> Directions for this task
Please print each record below exactly as it is written.

***** Information *****

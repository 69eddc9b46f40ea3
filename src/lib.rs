//! Pasar SDK for Rust.
//!
//! Fetches daily commodity prices for one regional market from the
//! Kemendag SP2KP reporting API, reshapes them into a wide table (one row
//! per commodity, one column per date), and renders a two-date comparison
//! dashboard as standalone HTML.
//!
//! # Quick start
//!
//! ```no_run
//! use pasar_sdk::{PasarClient, VariantSelection};
//!
//! let mut client = PasarClient::builder().build().unwrap();
//!
//! // Beras Medium and Cabe Merah only
//! client.select_variants(VariantSelection::Ids(vec![52, 9]));
//! let table = client.get_data(100, None);
//!
//! let dates = table.dates();
//! if let [.., prev, curr] = dates {
//!     let html = pasar_sdk::dashboard::render_html(&table, prev, curr, &Default::default());
//!     println!("{html}");
//! }
//! ```

#[cfg(feature = "async")]
pub mod async_client;
pub mod client;
pub mod config;
pub mod dashboard;
pub mod dates;
pub mod error;
pub mod models;
pub mod report;
pub mod table;

#[cfg(feature = "async")]
pub use async_client::AsyncPasarClient;
pub use client::{PasarClient, PasarClientBuilder};
pub use config::MarketParams;
pub use dashboard::{DashboardOptions, Trend};
pub use error::{PasarError, Result};
pub use models::{PriceEntry, VariantPrices, VariantSelection};
pub use report::{Report, ReportRequest};
pub use table::{PriceRow, PriceTable};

*****

> Answer below
repository 69eddc9b46f40ea3
filename src/lib.rs
//! Pasar SDK for Rust.
//!
//! Fetches daily commodity prices for one regional market from the
//! Kemendag SP2KP reporting API, reshapes them into a wide table (one row
//! per commodity, one column per date), and renders a two-date comparison
//! dashboard as standalone HTML.
//!
//! # Quick start
//!
//! ```no_run
//! use pasar_sdk::{PasarClient, VariantSelection};
//!
//! let mut client = PasarClient::builder().build().unwrap();
//!
//! // Beras Medium and Cabe Merah only
//! client.select_variants(VariantSelection::Ids(vec![52, 9]));
//! let table = client.get_data(100, None);
//!
//! let dates = table.dates();
//! if let [.., prev, curr] = dates {
//!     let html = pasar_sdk::dashboard::render_html(&table, prev, curr, &Default::default());
//!     println!("{html}");
//! }
//! ```

#[cfg(feature = "async")]
pub mod async_client;
pub mod client;
pub mod config;
pub mod dashboard;
pub mod dates;
pub mod error;
pub mod models;
pub mod report;
pub mod table;

#[cfg(feature = "async")]
pub use async_client::AsyncPasarClient;
pub use client::{PasarClient, PasarClientBuilder};
pub use config::MarketParams;
pub use dashboard::{DashboardOptions, Trend};
pub use error::{PasarError, Result};
pub use models::{PriceEntry, VariantPrices, VariantSelection};
pub use report::{Report, ReportRequest};
pub use table::{PriceRow, PriceTable};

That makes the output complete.